The key question for this class, of course, was the nature of freedom — what it is and what it requires of us. We each began with rather unformed ideas of freedom. For me, a 19-year-old girl from Wyoming, freedom was represented by the stars and stripes ripping around the rodeo arena carried by someone on a galloping horse. It was the Fourth of July with speeches on flag-draped podiums and hot dogs. It was spelled out in the Bill of Rights and defined by the Supreme Court. In short, it was all mixed up in my mind with ideas on government and democracy.

Freedom, I thought going into the class, was “for Heaven’s sake!” what we had. Who needed to talk about it or spend an entire term on it?

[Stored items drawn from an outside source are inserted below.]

//! Transition events derived from geofence evaluation.

use crate::{Coordinate, DeviceId, GeofenceId, SequenceNumber, Timestamp, TriggerKind, WriteStamp};
use serde::{Deserialize, Serialize};

/// Whether a transition was derived from a sample of acceptable accuracy.
#[derive(Debug, Clone, Copy, PartialEq, Eq, PartialOrd, Ord, Hash, Serialize, Deserialize)]
#[serde(rename_all = "lowercase")]
pub enum Confidence {
    /// Derived from a low-accuracy sample; may be confirmed or retracted
    /// by a later high-accuracy sample inside the debounce window.
    Provisional,
    Confirmed,
}

/// A detected boundary crossing or dwell for a device relative to a geofence.
#[derive(Debug, Clone, PartialEq, Serialize, Deserialize)]
#[serde(rename_all = "camelCase")]
pub struct TransitionEvent {
    pub geofence_id: GeofenceId,
    pub device_id: DeviceId,
    pub kind: TriggerKind,
    /// Wall-clock time of the sample that caused the transition
    pub triggered_at: Timestamp,
    pub source_sample_seq: SequenceNumber,
    /// Position of the source sample
    pub location: Coordinate,
    pub confidence: Confidence,
}

impl TransitionEvent {
    /// Key used to suppress duplicate alerts for the same physical crossing.
    pub fn dedup_key(&self, bucket_ms: u64) -> DedupKey {
        DedupKey {
            geofence_id: self.geofence_id.clone(),
            device_id: self.device_id.clone(),
            kind: self.kind,
            bucket: self.triggered_at / bucket_ms.max(1),
        }
    }

    /// Last-writer-wins stamp.
    pub fn stamp(&self) -> WriteStamp {
        WriteStamp::new(self.triggered_at, self.device_id.clone())
    }

    pub fn is_provisional(&self) -> bool {
        self.confidence == Confidence::Provisional
    }
}

/// Deduplication key: (geofence, device, kind, triggered-at bucket).
#[derive(Debug, Clone, PartialEq, Eq, PartialOrd, Ord, Hash, Serialize, Deserialize)]
#[serde(rename_all = "camelCase")]
pub struct DedupKey {
    pub geofence_id: GeofenceId,
    pub device_id: DeviceId,
    pub kind: TriggerKind,
    pub bucket: u64,
}

impl std::fmt::Display for DedupKey {
    fn fmt(&self, f: &mut std::fmt::Formatter<'_>) -> std::fmt::Result {
        write!(
            f,
            "{}/{}/{}/{}",
            self.geofence_id, self.device_id, self.kind, self.bucket
        )
    }
}
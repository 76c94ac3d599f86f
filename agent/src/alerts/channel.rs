//! Notification channels.

use async_trait::async_trait;
use reqwest::Client;
use sentinel_engine::{Notification, Severity};
use std::time::Duration;

#[derive(Debug, Clone, PartialEq, Eq, thiserror::Error)]
pub enum ChannelError {
    /// Worth retrying
    #[error("channel unavailable: {0}")]
    Unavailable(String),

    /// The channel refused this notification; retrying will not help
    #[error("channel rejected notification: {0}")]
    Rejected(String),
}

/// Where notifications go.
#[async_trait]
pub trait NotificationChannel: Send + Sync {
    async fn deliver(&self, notification: &Notification) -> Result<(), ChannelError>;
}

/// POSTs each notification as JSON to a webhook.
pub struct WebhookChannel {
    client: Client,
    url: String,
}

impl WebhookChannel {
    pub fn new(url: impl Into<String>, timeout: Duration) -> Result<Self, ChannelError> {
        let client = Client::builder()
            .timeout(timeout)
            .build()
            .map_err(|e| ChannelError::Unavailable(e.to_string()))?;
        Ok(Self {
            client,
            url: url.into(),
        })
    }
}

#[async_trait]
impl NotificationChannel for WebhookChannel {
    async fn deliver(&self, notification: &Notification) -> Result<(), ChannelError> {
        let response = self
            .client
            .post(&self.url)
            .json(notification)
            .send()
            .await
            .map_err(|e| ChannelError::Unavailable(e.to_string()))?;

        let status = response.status();
        if status.is_success() {
            Ok(())
        } else if status.is_client_error() && status.as_u16() != 429 {
            Err(ChannelError::Rejected(status.to_string()))
        } else {
            Err(ChannelError::Unavailable(status.to_string()))
        }
    }
}

/// Writes notifications to the log. Used when no webhook is configured.
#[derive(Debug, Default)]
pub struct LogChannel;

#[async_trait]
impl NotificationChannel for LogChannel {
    async fn deliver(&self, notification: &Notification) -> Result<(), ChannelError> {
        match notification.severity {
            Severity::Critical => tracing::error!(
                title = %notification.title,
                body = %notification.body,
                "Critical alert"
            ),
            Severity::Warning => tracing::warn!(
                title = %notification.title,
                body = %notification.body,
                "Alert"
            ),
            Severity::Info => tracing::info!(
                title = %notification.title,
                body = %notification.body,
                "Alert"
            ),
        }
        Ok(())
    }
}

I’d read the syllabus, though, and knew from experience that anything Dr. Stephenson offered would be, by definition, stimulating. Thus, I rolled out of bed the morning registration opened, threw a raincoat over my pajamas, added a rain hat, shoved bare feet into ragged tennies, and legged it to the administration building.

No doubt you’re thinking the class looked at historic thinkers. And, we did. I can’t say we delved too deeply into the Greeks, Confucius or the philosophes, but we were expected to have at least read crib notes and be able to discuss their ideas on what freedom meant.

Most of all, we talked about the many natures and definitions of freedom, its limits and where freedom wore a harness for the good of the whole. In short, freedom and responsibility weren’t opposite sides of a coin — they were liberty and her torch as a shining whole. One didn’t exist without the other.

I’d been right in a way about freedom in America being something we’re almost born knowing. The complexity comes in with emotion, with politics, with demagoguery. Above all, there’s that big question. Where does our responsibility as citizens begin and end? 

Every day we exercise responsibilities that limit our freedom. Who even thinks about the hundreds, if not thousands, of ways? Stop for a moment and consider. For the good of the whole, we relinquish our freedom of choice every time we move to the right on the highway, put on clothes in the morning (nakedness being offensive to some), sign a condo association agreement, get our polio shot or take our dog out for a walk on a leash instead of letting him run free. 

Every day in multiple ways we accept limits on our freedom of choice for the good of the whole and the wish or health of the majority. That’s what living in a civil society is all about.

You don’t have to be a Plato or Ghandi or Voltaire or even a college student to get this. 

Which brings us to the contention you hear a lot these days that our basic freedom of choice and our rights can be violated by a law, any law, that gives us a responsibility and limits our choice. Yes? Really?

Which takes me back to Dr. Stephenson and the matched set: freedom and responsibility. The “responsibility” aspect of freedom, to me, is Lady Liberty’s torch. The light, the hope, the promise of freedom for the whole shines only if we accept our responsibilities. 

And, chief among them, is our responsibility to the health and well-being of our neighbors. Think about it.